Since the low-frequency climate variability reflects changes in the CJ and CLLJ intensities (Figure 4), the moisture transport from the Pacific and Atlantic into northwestern SA is also altered. The VIMFC anomaly pattern before 1997 features a divergent flow extending from Northeastern Colombia towards the Caribbean Sea (Figure 8a), which is associated with a meridional cell with downward motions over Northwestern SA and upward motions over extreme Northern SA and the Caribbean Sea (Figure 7a). After 1997, the stronger CJ increases the moisture transport from the Eastern Pacific off the Ecuadorian coast and Southwestern Colombia to the interior of the Colombian territory (3° S–9° N and 78° W–73° W). This occurs in a southwest–northeast oriented band almost parallel to the coast in an inner area, mainly over the Andean region and the Northern Pacific (Figure 4b and Figure 8b).
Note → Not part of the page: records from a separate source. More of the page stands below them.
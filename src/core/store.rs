//! Mitigation scope and protection persistence.
//!
//! The engine reads and writes scopes only through [`MitigationScopeStore`].
//! Transaction boundaries belong to the implementation; the engine assumes
//! its read-then-write sequences on one scope are serialized.
//! Protection handles live in a [`ProtectionStore`] keyed by scope instance
//! so a restarted process can still stop what an earlier one started.

use std::collections::{BTreeMap, HashMap};

use async_trait::async_trait;
use thiserror::Error;
use tokio::sync::RwLock;

use crate::core::blocker::Protection;
use crate::core::scope::{
    CustomerId, MitigationScope, MitigationStatus, ScopeInstanceId, UNASSIGNED_SCOPE_INSTANCE,
};

/// Errors that can occur during store operations
#[derive(Error, Debug)]
pub enum StoreError {
    #[error("Redis error: {0}")]
    RedisError(#[from] redis::RedisError),
    #[error("Serialization error: {0}")]
    SerializationError(#[from] serde_json::Error),
    #[error("scope instance {0} not found")]
    NotFound(ScopeInstanceId),
}

/// CRUD operations over persisted mitigation scopes
#[async_trait]
pub trait MitigationScopeStore: Send + Sync {
    /// Latest instance for the mitigation, or the given instance when `scope_instance_id` is set.
    async fn get(
        &self,
        customer_id: CustomerId,
        client_identifier: &str,
        mitigation_id: i64,
        scope_instance_id: Option<ScopeInstanceId>,
    ) -> Result<Option<MitigationScope>, StoreError>;

    async fn get_by_instance(
        &self,
        scope_instance_id: ScopeInstanceId,
    ) -> Result<Option<MitigationScope>, StoreError>;

    /// Mitigation ids with at least one stored instance for the client.
    async fn get_all_ids(
        &self,
        customer_id: CustomerId,
        client_identifier: &str,
    ) -> Result<Vec<i64>, StoreError>;

    /// Every stored scope that is not Terminated, across all customers.
    async fn get_all_active(&self) -> Result<Vec<MitigationScope>, StoreError>;

    /// Every stored scope that is Terminated and waiting to be reaped.
    async fn get_all_terminated(&self) -> Result<Vec<MitigationScope>, StoreError>;

    /// Persist a new scope and return its assigned instance id.
    async fn create(&self, scope: &MitigationScope) -> Result<ScopeInstanceId, StoreError>;

    async fn update(&self, scope: &MitigationScope) -> Result<(), StoreError>;

    /// Remove the instance. Deleting a missing instance is not an error.
    async fn delete(
        &self,
        customer_id: CustomerId,
        client_identifier: &str,
        mitigation_id: i64,
        scope_instance_id: ScopeInstanceId,
    ) -> Result<(), StoreError>;
}

/// Persisted protection handles, one per scope instance
#[async_trait]
pub trait ProtectionStore: Send + Sync {
    async fn get_protection(
        &self,
        scope_instance_id: ScopeInstanceId,
    ) -> Result<Option<Protection>, StoreError>;

    /// Insert or replace the protection of its scope instance.
    async fn save_protection(&self, protection: &Protection) -> Result<(), StoreError>;

    /// Deleting a missing protection is not an error.
    async fn delete_protection(&self, scope_instance_id: ScopeInstanceId) -> Result<(), StoreError>;
}

#[derive(Default)]
struct ScopeTable {
    next_id: ScopeInstanceId,
    scopes: BTreeMap<ScopeInstanceId, MitigationScope>,
}

/// In-process scope store
#[derive(Default)]
pub struct InMemoryScopeStore {
    table: RwLock<ScopeTable>,
}

impl InMemoryScopeStore {
    pub fn new() -> Self {
        Self::default()
    }

    pub async fn len(&self) -> usize {
        self.table.read().await.scopes.len()
    }

    pub async fn is_empty(&self) -> bool {
        self.len().await == 0
    }
}

#[async_trait]
impl MitigationScopeStore for InMemoryScopeStore {
    async fn get(
        &self,
        customer_id: CustomerId,
        client_identifier: &str,
        mitigation_id: i64,
        scope_instance_id: Option<ScopeInstanceId>,
    ) -> Result<Option<MitigationScope>, StoreError> {
        let table = self.table.read().await;
        Ok(table
            .scopes
            .values()
            .rev()
            .find(|s| {
                s.customer_id == customer_id
                    && s.client_identifier == client_identifier
                    && s.mitigation_id == mitigation_id
                    && scope_instance_id.map_or(true, |id| id == s.scope_instance_id)
            })
            .cloned())
    }

    async fn get_by_instance(
        &self,
        scope_instance_id: ScopeInstanceId,
    ) -> Result<Option<MitigationScope>, StoreError> {
        let table = self.table.read().await;
        Ok(table.scopes.get(&scope_instance_id).cloned())
    }

    async fn get_all_ids(
        &self,
        customer_id: CustomerId,
        client_identifier: &str,
    ) -> Result<Vec<i64>, StoreError> {
        let table = self.table.read().await;
        let mut ids: Vec<i64> = table
            .scopes
            .values()
            .filter(|s| s.customer_id == customer_id && s.client_identifier == client_identifier)
            .map(|s| s.mitigation_id)
            .collect();
        ids.sort_unstable();
        ids.dedup();
        Ok(ids)
    }

    async fn get_all_active(&self) -> Result<Vec<MitigationScope>, StoreError> {
        let table = self.table.read().await;
        Ok(table
            .scopes
            .values()
            .filter(|s| s.status != MitigationStatus::Terminated)
            .cloned()
            .collect())
    }

    async fn get_all_terminated(&self) -> Result<Vec<MitigationScope>, StoreError> {
        let table = self.table.read().await;
        Ok(table
            .scopes
            .values()
            .filter(|s| s.status == MitigationStatus::Terminated)
            .cloned()
            .collect())
    }

    async fn create(&self, scope: &MitigationScope) -> Result<ScopeInstanceId, StoreError> {
        let mut table = self.table.write().await;
        table.next_id += 1;
        let id = table.next_id;
        let mut stored = scope.clone();
        stored.scope_instance_id = id;
        table.scopes.insert(id, stored);
        Ok(id)
    }

    async fn update(&self, scope: &MitigationScope) -> Result<(), StoreError> {
        let mut table = self.table.write().await;
        match table.scopes.get_mut(&scope.scope_instance_id) {
            Some(stored) if scope.scope_instance_id != UNASSIGNED_SCOPE_INSTANCE => {
                *stored = scope.clone();
                Ok(())
            }
            _ => Err(StoreError::NotFound(scope.scope_instance_id)),
        }
    }

    async fn delete(
        &self,
        customer_id: CustomerId,
        client_identifier: &str,
        mitigation_id: i64,
        scope_instance_id: ScopeInstanceId,
    ) -> Result<(), StoreError> {
        let mut table = self.table.write().await;
        let matches = table.scopes.get(&scope_instance_id).map_or(false, |s| {
            s.customer_id == customer_id
                && s.client_identifier == client_identifier
                && s.mitigation_id == mitigation_id
        });
        if matches {
            table.scopes.remove(&scope_instance_id);
        }
        Ok(())
    }
}

/// In-process protection store
#[derive(Default)]
pub struct InMemoryProtectionStore {
    protections: RwLock<HashMap<ScopeInstanceId, Protection>>,
}

impl InMemoryProtectionStore {
    pub fn new() -> Self {
        Self::default()
    }
}

#[async_trait]
impl ProtectionStore for InMemoryProtectionStore {
    async fn get_protection(
        &self,
        scope_instance_id: ScopeInstanceId,
    ) -> Result<Option<Protection>, StoreError> {
        Ok(self.protections.read().await.get(&scope_instance_id).cloned())
    }

    async fn save_protection(&self, protection: &Protection) -> Result<(), StoreError> {
        self.protections
            .write()
            .await
            .insert(protection.scope_instance_id(), protection.clone());
        Ok(())
    }

    async fn delete_protection(&self, scope_instance_id: ScopeInstanceId) -> Result<(), StoreError> {
        self.protections.write().await.remove(&scope_instance_id);
        Ok(())
    }
}
//! Remote blocker driven over a REST API.
//!
//! This module provides a blocker backend that forwards protections to an
//! external filtering controller (scrubbing center, BGP flowspec speaker
//! front end...) using bearer-token authenticated JSON requests.

use std::collections::HashSet;
use std::sync::Mutex;
use std::time::Duration;

use async_trait::async_trait;
use chrono::Utc;
use log::{debug, warn};
use reqwest::{Client, StatusCode};
use serde::Serialize;
use uuid::Uuid;

use crate::core::blocker::{Blocker, BlockerError, Protection};
use crate::core::scope::{MitigationScope, ScopeInstanceId};
use crate::core::target::PortRange;
use crate::models::BlockerConfig;

const DEFAULT_TIMEOUT_SECONDS: u64 = 10;

/// Protection registration payload sent to the controller
#[derive(Debug, Serialize, PartialEq)]
pub struct ProtectionPayload {
    /// Protection ID
    pub protection_id: Uuid,
    /// Client assigned mitigation id
    pub mitigation_id: i64,
    /// Server assigned scope instance id
    pub scope_instance_id: ScopeInstanceId,
    /// Target prefixes in CIDR notation
    pub target_prefix: Vec<String>,
    /// Target port ranges
    pub target_port_range: Vec<PortRange>,
    /// Target protocol numbers
    pub target_protocol: Vec<u8>,
    /// Target FQDNs
    pub target_fqdn: Vec<String>,
    /// Target URIs
    pub target_uri: Vec<String>,
}

impl ProtectionPayload {
    pub fn new(protection: &Protection, scope: &MitigationScope) -> Self {
        Self {
            protection_id: protection.id(),
            mitigation_id: scope.mitigation_id,
            scope_instance_id: scope.scope_instance_id,
            target_prefix: scope.targets.prefixes.iter().map(|p| p.to_string()).collect(),
            target_port_range: scope.targets.port_ranges.clone(),
            target_protocol: scope.targets.protocols.iter().copied().collect(),
            target_fqdn: scope.targets.fqdns.iter().cloned().collect(),
            target_uri: scope.targets.uris.iter().cloned().collect(),
        }
    }
}

/// Blocker backed by a remote filtering controller
pub struct HttpBlocker {
    /// Blocker id
    id: String,
    /// HTTP client
    client: Client,
    /// Controller base URL
    endpoint: String,
    /// API token
    api_token: Option<String>,
    /// Maximum number of protections
    capacity: usize,
    /// Protections registered on the controller
    registered: Mutex<HashSet<Uuid>>,
}

impl HttpBlocker {
    /// Create a remote blocker from its configuration
    ///
    /// # Arguments
    ///
    /// * `config` - Blocker configuration; `params.endpoint` is required,
    ///   `params.api_token` and `params.timeout_seconds` are optional
    ///
    /// # Returns
    ///
    /// * `Ok(HttpBlocker)` if the configuration is usable
    /// * `Err(BlockerError::InvalidConfiguration)` otherwise
    pub fn from_config(config: &BlockerConfig) -> Result<Self, BlockerError> {
        let endpoint = config
            .params
            .get("endpoint")
            .ok_or_else(|| {
                BlockerError::InvalidConfiguration(format!("blocker {} requires params.endpoint", config.id))
            })?
            .trim_end_matches('/')
            .to_string();
        let timeout = match config.params.get("timeout_seconds") {
            Some(raw) => raw.parse::<u64>().map_err(|_| {
                BlockerError::InvalidConfiguration(format!("invalid timeout_seconds: {}", raw))
            })?,
            None => DEFAULT_TIMEOUT_SECONDS,
        };
        let client = Client::builder()
            .timeout(Duration::from_secs(timeout))
            .build()
            .map_err(|e| BlockerError::InvalidConfiguration(e.to_string()))?;

        Ok(Self {
            id: config.id.clone(),
            client,
            endpoint,
            api_token: config.params.get("api_token").cloned(),
            capacity: config.capacity,
            registered: Mutex::new(HashSet::new()),
        })
    }

    fn protection_url(&self, id: Uuid, action: Option<&str>) -> String {
        match action {
            Some(action) => format!("{}/protections/{}/{}", self.endpoint, id, action),
            None => format!("{}/protections/{}", self.endpoint, id),
        }
    }

    fn authorize(&self, request: reqwest::RequestBuilder) -> reqwest::RequestBuilder {
        let request = request.header("Content-Type", "application/json");
        match &self.api_token {
            Some(token) => request.header("Authorization", format!("Bearer {}", token)),
            None => request,
        }
    }

    async fn send(&self, request: reqwest::RequestBuilder) -> Result<StatusCode, BlockerError> {
        let response = self
            .authorize(request)
            .send()
            .await
            .map_err(|e| BlockerError::Backend(format!("{}: {}", self.id, e)))?;
        Ok(response.status())
    }

    /// Take a capacity slot for a protection before talking to the controller
    fn reserve(&self, id: Uuid, scope_instance_id: ScopeInstanceId) -> Result<(), BlockerError> {
        let mut registered = self
            .registered
            .lock()
            .map_err(|_| BlockerError::Backend(format!("{}: protection table poisoned", self.id)))?;
        if registered.len() >= self.capacity {
            return Err(BlockerError::NoBlockerAvailable(scope_instance_id));
        }
        registered.insert(id);
        Ok(())
    }

    fn track(&self, f: impl FnOnce(&mut HashSet<Uuid>)) {
        match self.registered.lock() {
            Ok(mut registered) => f(&mut registered),
            Err(_) => warn!("[{}] protection table poisoned", self.id),
        }
    }
}

fn expect_success(blocker: &str, operation: &str, status: StatusCode) -> Result<(), BlockerError> {
    if status.is_success() {
        Ok(())
    } else {
        Err(BlockerError::Backend(format!(
            "{}: {} rejected with status {}",
            blocker, operation, status
        )))
    }
}

#[async_trait]
impl Blocker for HttpBlocker {
    fn id(&self) -> &str {
        &self.id
    }

    fn kind(&self) -> &str {
        "http"
    }

    fn capacity(&self) -> usize {
        self.capacity
    }

    fn load(&self) -> usize {
        self.registered.lock().map(|r| r.len()).unwrap_or(0)
    }

    async fn register_protection(&self, scope: &MitigationScope) -> Result<Protection, BlockerError> {
        let protection = Protection::new(scope, &self.id);
        self.reserve(protection.id(), scope.scope_instance_id)?;
        let payload = ProtectionPayload::new(&protection, scope);
        let url = format!("{}/protections", self.endpoint);
        debug!("[{}] POST {}", self.id, url);

        let registered = match self.send(self.client.post(url).json(&payload)).await {
            Ok(status) => expect_success(&self.id, "register", status),
            Err(e) => Err(e),
        };
        if let Err(e) = registered {
            self.track(|registered| {
                registered.remove(&protection.id());
            });
            return Err(e);
        }
        Ok(protection)
    }

    async fn execute_protection(&self, protection: &mut Protection) -> Result<(), BlockerError> {
        let url = self.protection_url(protection.id(), Some("start"));
        let status = self.send(self.client.post(url)).await?;
        expect_success(&self.id, "execute", status)?;
        protection.mark_started(Utc::now());
        Ok(())
    }

    async fn unregister_protection(&self, protection: &Protection) -> Result<(), BlockerError> {
        let url = self.protection_url(protection.id(), None);
        let status = self.send(self.client.delete(url)).await?;
        self.track(|registered| {
            registered.remove(&protection.id());
        });
        if status == StatusCode::NOT_FOUND {
            return Ok(());
        }
        expect_success(&self.id, "unregister", status)
    }

    async fn stop_protection(&self, protection: &mut Protection) -> Result<(), BlockerError> {
        let url = self.protection_url(protection.id(), Some("stop"));
        let status = self.send(self.client.post(url)).await?;
        // 404 means the controller already dropped it
        if status != StatusCode::NOT_FOUND {
            expect_success(&self.id, "stop", status)?;
        }
        self.track(|registered| {
            registered.remove(&protection.id());
        });
        protection.mark_stopped(Utc::now());
        Ok(())
    }
}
After 1997, moisture convergence is also noted over the Colombian Caribbean due to the moisture flux from the Eastern Pacific, which crosses the Central American isthmus and converges in the Northern Caribbean region (Figure 8b). The CJ intensification and the consequent moisture flow towards Colombia are associated with a regional east–west cell that weakens the trades in the extreme eastern equatorial Pacific (Figure 7b). At the same time, a warming in the Caribbean Sea and TNA induces a weakening of the CLLJ and allows the moisture transport from the Eastern Pacific associated with a strengthened CJ. The VIMFC difference anomaly pattern clearly illustrates the CJ intensification after 1997 (Figure 8c).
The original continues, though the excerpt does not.